Few things make a larger impact on the way we dress than the films we love. Hollywood’s been responsible for some of the biggest cultural fashion shifts of the past century, from elegant ensembles to rebellious outfits and just about everything else you can imagine. From Audrey Hepburn’s famous “Little Black Dress” to Uma Thurman’s edgy style in Pulp Fiction, take a look back at five of the best fashion statements from iconic films.

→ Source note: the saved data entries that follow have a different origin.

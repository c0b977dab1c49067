//! Trees of buffer identities.
//!
//! Evaluating a frame's identifier (without decoding) yields one of these:
//! the shape mirrors the image operations that would produce the frame, and
//! every node may name the buffer it would emit.

use crate::buffer::BufferId;
use smallvec::SmallVec;

#[derive(Debug, Clone, Default, PartialEq, Eq)]
pub struct IdTree {
    pub id: Option<BufferId>,
    pub children: Vec<IdTree>,
}

impl IdTree {
    pub fn leaf(id: impl Into<BufferId>) -> Self {
        Self {
            id: Some(id.into()),
            children: Vec::new(),
        }
    }

    pub fn node(id: Option<BufferId>, children: Vec<IdTree>) -> Self {
        Self { id, children }
    }

    /// Flat list of a frame with one buffer per identity.
    pub fn from_ids<I, T>(ids: I) -> Self
    where
        I: IntoIterator<Item = T>,
        T: Into<BufferId>,
    {
        Self::node(None, ids.into_iter().map(Self::leaf).collect())
    }

    /// Every identity in the tree, depth first, without duplicates.
    pub fn ids(&self) -> SmallVec<[BufferId; 4]> {
        let mut out = SmallVec::new();
        self.collect(&mut out);
        out
    }

    fn collect(&self, out: &mut SmallVec<[BufferId; 4]>) {
        if let Some(id) = &self.id {
            if !out.contains(id) {
                out.push(id.clone());
            }
        }
        for child in &self.children {
            child.collect(out);
        }
    }

    /// True if no node names a buffer.
    pub fn is_empty(&self) -> bool {
        self.id.is_none() && self.children.iter().all(IdTree::is_empty)
    }
}
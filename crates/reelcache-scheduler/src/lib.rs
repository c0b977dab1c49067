//! reelcache scheduler - fills the frame cache in the background
//!
//! This crate provides:
//! - `SchedulerConfig`, persisted as JSON
//! - The `Evaluator` and `OutputProducer` seams to whatever renders frames
//! - A pool of caching workers with a single-thread lane for slow media
//! - `CacheScheduler`, which drives caching from the display thread

pub mod config;
pub mod evaluator;
pub mod scheduler;
pub mod worker;

pub use config::{ModeSizes, SchedulerConfig};
pub use evaluator::{AccessReport, EvalContext, Evaluator, ImageResult, OutputProducer, ThreadRole};
pub use reelcache_cache::CacheMode;
pub use scheduler::{CacheScheduler, DisplayFrame};
pub use worker::WorkerState;
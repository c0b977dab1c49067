//! Point-in-time cache statistics.

use reelcache_core::{CacheError, Frame, FrameRange, Playback, Result};
use serde::{Deserialize, Serialize};

#[derive(Debug, Clone, Default, PartialEq, Serialize, Deserialize)]
pub struct CacheStats {
    /// Byte budget.
    pub capacity: usize,
    /// Bytes resident, trash included.
    pub used: usize,
    /// Contiguous runs of cached frames, ascending.
    pub cached_ranges: Vec<FrameRange>,
    /// Seconds of cached material ahead of the display frame at the current
    /// playback rate and direction.
    pub look_ahead_seconds: f32,
}

impl CacheStats {
    pub fn to_json(&self) -> Result<String> {
        serde_json::to_string_pretty(self).map_err(|e| CacheError::Serialization(e.to_string()))
    }

    pub fn cached_frame_count(&self) -> usize {
        self.cached_ranges.iter().map(FrameRange::len).sum()
    }
}

/// Seconds of uninterrupted playback available from the display frame.
///
/// Starts at the run holding the display frame and keeps extending through
/// runs whose gap is no larger than the display increment, since playback at
/// that increment steps over such gaps.
pub fn look_ahead_seconds(ranges: &[FrameRange], playback: &Playback) -> f32 {
    let Some(display) = playback.display else {
        return 0.0;
    };
    if playback.inc == 0 || playback.fps <= 0.0 || ranges.is_empty() {
        return 0.0;
    }
    let Some(start) = ranges.iter().position(|r| r.contains(display)) else {
        return 0.0;
    };

    let step = playback.inc.abs();
    let frames: Frame = if playback.inc > 0 {
        let mut last = ranges[start].end - 1;
        for r in &ranges[start + 1..] {
            if r.start > last + step {
                break;
            }
            last = r.end - 1;
        }
        last - display
    } else {
        let mut first = ranges[start].start;
        for r in ranges[..start].iter().rev() {
            if r.end - 1 < first - step {
                break;
            }
            first = r.start;
        }
        display - first
    };
    frames as f32 / playback.fps
}
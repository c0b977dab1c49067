//! Frontier index over cached frames.
//!
//! An edge is a cached frame with at least one immediately adjacent uncached
//! neighbour inside `[min, max)`. Walking outward from edges finds the next
//! frame worth caching, and walking inward finds the next frame worth
//! freeing, in O(edges) instead of O(frames).
//!
//! Edge types are recomputed for a frame and its two neighbours whenever the
//! frame changes state, so the index is always exactly what a full rebuild
//! would produce.

use reelcache_core::{Frame, FrameBounds, Playback};
use std::collections::BTreeMap;

/// Which side(s) of a frame border uncached frames.
#[derive(Debug, Clone, Copy, PartialEq, Eq, Hash)]
pub enum EdgeType {
    LeftOnly,
    RightOnly,
    BothSides,
    NeitherSide,
}

impl EdgeType {
    fn from_sides(left_open: bool, right_open: bool) -> Self {
        match (left_open, right_open) {
            (true, true) => Self::BothSides,
            (true, false) => Self::LeftOnly,
            (false, true) => Self::RightOnly,
            (false, false) => Self::NeitherSide,
        }
    }

    pub fn left_open(self) -> bool {
        matches!(self, Self::LeftOnly | Self::BothSides)
    }

    pub fn right_open(self) -> bool {
        matches!(self, Self::RightOnly | Self::BothSides)
    }
}

#[derive(Debug, Clone, Copy, PartialEq, Eq)]
pub struct Edge {
    pub frame: Frame,
    pub kind: EdgeType,
}

impl Edge {
    pub fn new(frame: Frame, kind: EdgeType) -> Self {
        Self { frame, kind }
    }
}

/// Range and playback state the candidate queries depend on.
#[derive(Debug, Clone, Copy)]
pub struct FrontierView {
    pub bounds: FrameBounds,
    pub playback: Playback,
    pub active_tail: bool,
}

#[derive(Debug, Default, Clone, PartialEq, Eq)]
pub struct FrontierIndex {
    edges: BTreeMap<Frame, EdgeType>,
}

impl FrontierIndex {
    pub fn new() -> Self {
        Self::default()
    }

    /// Record that `frame` became cached.
    ///
    /// Narrows or removes neighbouring edges whose open side just closed.
    /// Repeated calls without an intervening state change are no-ops.
    pub fn add_cache_edge(
        &mut self,
        frame: Frame,
        bounds: &FrameBounds,
        is_cached: impl Fn(Frame) -> bool,
    ) {
        if !is_cached(frame) || self.edges.contains_key(&frame) {
            return;
        }
        self.refresh(frame - 1, bounds, &is_cached);
        self.refresh(frame, bounds, &is_cached);
        self.refresh(frame + 1, bounds, &is_cached);
    }

    /// Record that `frame` became uncached.
    ///
    /// Neighbours that are still cached widen, or become edges if they were
    /// interior.
    pub fn remove_cache_edge(
        &mut self,
        frame: Frame,
        bounds: &FrameBounds,
        is_cached: impl Fn(Frame) -> bool,
    ) {
        self.edges.remove(&frame);
        self.refresh(frame - 1, bounds, &is_cached);
        self.refresh(frame + 1, bounds, &is_cached);
    }

    /// Recompute every edge from the set of cached frames.
    pub fn rebuild(
        &mut self,
        cached: impl IntoIterator<Item = Frame>,
        bounds: &FrameBounds,
        is_cached: impl Fn(Frame) -> bool,
    ) {
        self.edges.clear();
        for frame in cached {
            if let Some(kind) = classify(frame, bounds, &is_cached) {
                self.edges.insert(frame, kind);
            }
        }
    }

    fn refresh(&mut self, frame: Frame, bounds: &FrameBounds, is_cached: &impl Fn(Frame) -> bool) {
        match classify(frame, bounds, is_cached) {
            Some(kind) => {
                self.edges.insert(frame, kind);
            }
            None => {
                self.edges.remove(&frame);
            }
        }
    }

    /// Candidates to free: fixed boundary frames followed by every edge.
    ///
    /// The lowest free utility over all cached frames is guaranteed to be in
    /// this set.
    pub fn possible_free_targets(
        &self,
        view: &FrontierView,
        is_cached: impl Fn(Frame) -> bool,
    ) -> Vec<Edge> {
        let b = &view.bounds;
        let mut out = Vec::with_capacity(self.edges.len() + 6);

        if is_cached(b.min) {
            out.push(Edge::new(b.min, EdgeType::RightOnly));
        }
        if is_cached(b.max - 1) {
            out.push(Edge::new(b.max - 1, EdgeType::LeftOnly));
        }
        if b.in_frame != b.min && is_cached(b.in_frame) {
            out.push(Edge::new(b.in_frame, EdgeType::BothSides));
        }
        if b.out_frame != b.max && is_cached(b.out_frame - 1) {
            out.push(Edge::new(b.out_frame - 1, EdgeType::BothSides));
        }
        if let Some(display) = view.playback.display {
            let next = display + 1;
            let prev = display - 1;
            if next < b.max - 1 && is_cached(next) {
                out.push(Edge::new(next, EdgeType::RightOnly));
            }
            if prev > b.min && is_cached(prev) {
                out.push(Edge::new(prev, EdgeType::LeftOnly));
            }
        }

        out.extend(self.edges.iter().map(|(&f, &k)| Edge::new(f, k)));
        out
    }

    /// Candidates to cache: uncached boundary frames, then the uncached
    /// neighbour on each open side of every edge.
    ///
    /// Outside active tail caching only the play direction is explored from
    /// the fixed boundary frames.
    pub fn possible_cache_targets(
        &self,
        view: &FrontierView,
        is_cached: impl Fn(Frame) -> bool,
    ) -> Vec<Edge> {
        let b = &view.bounds;
        let display = view.playback.display;
        let mut out = Vec::with_capacity(self.edges.len() * 2 + 5);

        if view.active_tail {
            if let Some(d) = display.filter(|&d| !is_cached(d)) {
                out.push(Edge::new(d, EdgeType::BothSides));
            }
            if !is_cached(b.min) {
                out.push(Edge::new(b.min, EdgeType::RightOnly));
            }
            if !is_cached(b.max - 1) {
                out.push(Edge::new(b.max - 1, EdgeType::LeftOnly));
            }
            if b.in_frame != b.min && !is_cached(b.in_frame) {
                out.push(Edge::new(b.in_frame, EdgeType::BothSides));
            }
            if b.out_frame != b.max && !is_cached(b.out_frame - 1) {
                out.push(Edge::new(b.out_frame - 1, EdgeType::BothSides));
            }
        } else {
            let forward = view.playback.forward();
            let toward = if forward {
                EdgeType::RightOnly
            } else {
                EdgeType::LeftOnly
            };

            if let Some(d) = display.filter(|&d| !is_cached(d)) {
                out.push(Edge::new(d, toward));
            }
            if forward && !is_cached(b.min) {
                out.push(Edge::new(b.min, EdgeType::RightOnly));
            }
            if !forward && !is_cached(b.max - 1) {
                out.push(Edge::new(b.max - 1, EdgeType::LeftOnly));
            }
            if b.in_frame != b.min && !is_cached(b.in_frame) {
                out.push(Edge::new(b.in_frame, toward));
            }
            if b.out_frame != b.max && !is_cached(b.out_frame - 1) {
                out.push(Edge::new(b.out_frame - 1, toward));
            }
        }

        for (&frame, &kind) in &self.edges {
            if kind.left_open() {
                out.push(Edge::new(frame - 1, EdgeType::LeftOnly));
            }
            if kind.right_open() {
                out.push(Edge::new(frame + 1, EdgeType::RightOnly));
            }
        }
        out
    }

    pub fn get(&self, frame: Frame) -> Option<EdgeType> {
        self.edges.get(&frame).copied()
    }

    pub fn iter(&self) -> impl Iterator<Item = Edge> + '_ {
        self.edges.iter().map(|(&f, &k)| Edge::new(f, k))
    }

    pub fn len(&self) -> usize {
        self.edges.len()
    }

    pub fn is_empty(&self) -> bool {
        self.edges.is_empty()
    }

    pub fn clear(&mut self) {
        self.edges.clear();
    }
}

/// Edge type of `frame`, or `None` if it is not an edge.
fn classify(frame: Frame, bounds: &FrameBounds, is_cached: &impl Fn(Frame) -> bool) -> Option<EdgeType> {
    if !bounds.contains(frame) || !is_cached(frame) {
        return None;
    }
    let left_open = frame > bounds.min && !is_cached(frame - 1);
    let right_open = frame < bounds.max - 1 && !is_cached(frame + 1);
    match EdgeType::from_sides(left_open, right_open) {
        EdgeType::NeitherSide => None,
        kind => Some(kind),
    }
}
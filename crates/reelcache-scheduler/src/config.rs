//! Scheduler configuration.
//!
//! Persisted as JSON. Every field has a default, so a partial file only
//! overrides what it names.

use reelcache_cache::{CacheMode, CachePolicy};
use reelcache_core::memory_budget::{
    DEFAULT_CACHE_BYTES, FAST_MEDIA_GROUP_SIZE, NEVER_CACHE_BYTES, SLOW_MEDIA_GROUP_SIZE,
};
use reelcache_core::{CacheError, Result};
use serde::{Deserialize, Serialize};
use std::path::Path;
use std::time::Duration;

/// Memory budget for each caching mode.
#[derive(Debug, Clone, Copy, PartialEq, Eq, Serialize, Deserialize)]
#[serde(default)]
pub struct ModeSizes {
    pub never: usize,
    pub buffer: usize,
    pub greedy: usize,
}

impl Default for ModeSizes {
    fn default() -> Self {
        Self {
            never: NEVER_CACHE_BYTES,
            buffer: DEFAULT_CACHE_BYTES,
            greedy: DEFAULT_CACHE_BYTES,
        }
    }
}

impl ModeSizes {
    pub fn get(&self, mode: CacheMode) -> usize {
        match mode {
            CacheMode::Never => self.never,
            CacheMode::Buffer => self.buffer,
            CacheMode::Greedy => self.greedy,
        }
    }

    pub fn set(&mut self, mode: CacheMode, bytes: usize) {
        match mode {
            CacheMode::Never => self.never = bytes,
            CacheMode::Buffer => self.buffer = bytes,
            CacheMode::Greedy => self.greedy = bytes,
        }
    }
}

#[derive(Debug, Clone, PartialEq, Serialize, Deserialize)]
#[serde(default)]
pub struct SchedulerConfig {
    /// Background caching threads. Worker 0 doubles as the single-thread
    /// lane used for media with poor random access.
    pub worker_threads: usize,
    pub mode_sizes: ModeSizes,
    /// Frames claimed per selection when random access is cheap.
    pub fast_group_size: usize,
    /// Frames claimed per selection on slow media.
    pub slow_group_size: usize,
    /// Replaces both group sizes when set.
    pub group_size_override: Option<usize>,
    /// Time allowed for a promotion pass before it gives up.
    pub promotion_budget_ms: u64,
    /// Minimum interval between published statistics snapshots.
    pub stats_interval_ms: u64,
    pub policy: CachePolicy,
}

impl Default for SchedulerConfig {
    fn default() -> Self {
        Self {
            worker_threads: num_cpus::get().max(1),
            mode_sizes: ModeSizes::default(),
            fast_group_size: FAST_MEDIA_GROUP_SIZE,
            slow_group_size: SLOW_MEDIA_GROUP_SIZE,
            group_size_override: None,
            promotion_budget_ms: 100,
            stats_interval_ms: 100,
            policy: CachePolicy::default(),
        }
    }
}

impl SchedulerConfig {
    /// Group size for the current media speed.
    pub fn max_group_size(&self, slow_media: bool) -> usize {
        match self.group_size_override {
            Some(size) if size > 0 => size,
            _ if slow_media => self.slow_group_size,
            _ => self.fast_group_size,
        }
    }

    pub fn promotion_budget(&self) -> Duration {
        Duration::from_millis(self.promotion_budget_ms)
    }

    pub fn stats_interval(&self) -> Duration {
        Duration::from_millis(self.stats_interval_ms)
    }

    /// Reject settings the scheduler cannot run with.
    pub fn validate(&self) -> Result<()> {
        if self.worker_threads == 0 {
            return Err(CacheError::InvalidParameter(
                "worker_threads must be at least 1".into(),
            ));
        }
        if self.fast_group_size == 0 || self.slow_group_size == 0 {
            return Err(CacheError::InvalidParameter(
                "group sizes must be at least 1".into(),
            ));
        }
        if self.group_size_override == Some(0) {
            return Err(CacheError::InvalidParameter(
                "group_size_override must be at least 1 when set".into(),
            ));
        }
        let look_behind = self.policy.look_behind_percent;
        if !(0.0..=100.0).contains(&look_behind) {
            return Err(CacheError::InvalidParameter(format!(
                "look_behind_percent {} outside [0, 100]",
                look_behind
            )));
        }
        Ok(())
    }

    /// Serialize to pretty JSON.
    pub fn to_json(&self) -> Result<String> {
        serde_json::to_string_pretty(self)
            .map_err(|e| CacheError::Serialization(format!("Failed to serialize config: {}", e)))
    }

    /// Parse and validate.
    pub fn from_json(data: &str) -> Result<Self> {
        let config: Self = serde_json::from_str(data)
            .map_err(|e| CacheError::Serialization(format!("Invalid config: {}", e)))?;
        config.validate()?;
        Ok(config)
    }

    pub fn load_from_file(path: &Path) -> Result<Self> {
        let data = std::fs::read_to_string(path)?;
        Self::from_json(&data)
    }

    pub fn save_to_file(&self, path: &Path) -> Result<()> {
        std::fs::write(path, self.to_json()?)?;
        Ok(())
    }
}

Breakfast At Tiffany’s (1961)
Few outfits in the film world stunned audiences and made a major impact on the future of fashion as Audrey Hepburn’s “Little Black Dress”. The iconic dress designed by Hubert de Givenchy was merely one example of the celebrated collaboration between the Academy Award winner and esteemed fashion designer. Other famous trends inspired by Hepburn in Breakfast at Tiffany’s include those slightly oversized sunglasses and decadent, elbow-length gloves. Her real dress sold at a charity auction in 2006 for close to a million dollars.
Annie Hall (1977)
To this day, fashion has never been challenged in any film like it was in Annie Hall. Like Aubrey Hepburn’s “Little Black Dress,” Keaton’s vintage, menswear-inspired outfits wasn’t the first of its kind. Suit-wearing stars like Katherine Hepburn challenged gender norms in fashion a few decades before in daring men’s-inspired suits and accessories. These daring outfits were too ahead of their time to weave their way into pop culture, However, even if Keaton’s fashion statements came at the right moment in time, her stylish ensembles were as original, enjoyable, adventurous, provocative and inspiring as any seen on the silver screen since then.
Blade Runner (1982)
Strange that a science-fiction film appears on a list with Audrey Hepburn and Annie Hall, but to look back at Blade Runner is to see the moment where Sci-Fi fashion shifted from over-the-top and out-of-this-world to a truly fashion-forward analysis of future style. Clashing elements of gritty film-noir fashion with bold style that preceded the inventive ambition of the 80’s fashion scene, Blade Runner arguably paved the way for genre films to influence fashion as more than counter-culture or commentary, giving it a chance in the mainstream.
Pulp Fiction (1994)
Pulp Fiction‘s edgy style set the tone for the rest of the fashion-flustered 90’s. Truly considered to be one of the greatest films ever made, the only thing more refreshing to mid-90’s audiences than its unique narrative style, mesmerizing plot and original characters was the enticing feeling of the film. A huge component of the mood was created by the understated outfits the characters wore. Whether it was the foreboding black suits of Travolta and Jackson or the simple, throwback style of Uma Thurman, it remains one of the most popular film influences on everyday style, and serves as a welcome reminder that fashion doesn’t have to be flashy.
With so many of the most memorable fashion statements being made in biopics and period pieces during the last couple decades, it’s hard to point to a film that does more for fashion than highlight a vintage style and present it in a different light. That’s why Keira Knightley’s unforgettable emerald dress in Atonement is so unique. In recent year’s it’s made many shortlists for “Best Movie Costume of All Time,” an achievement that may have a lot to do with the fact that the film’s costume designer, Jacqueline Durran, drew inspiration from several different decades, designing an outfit truer to the character herself than the exact time period.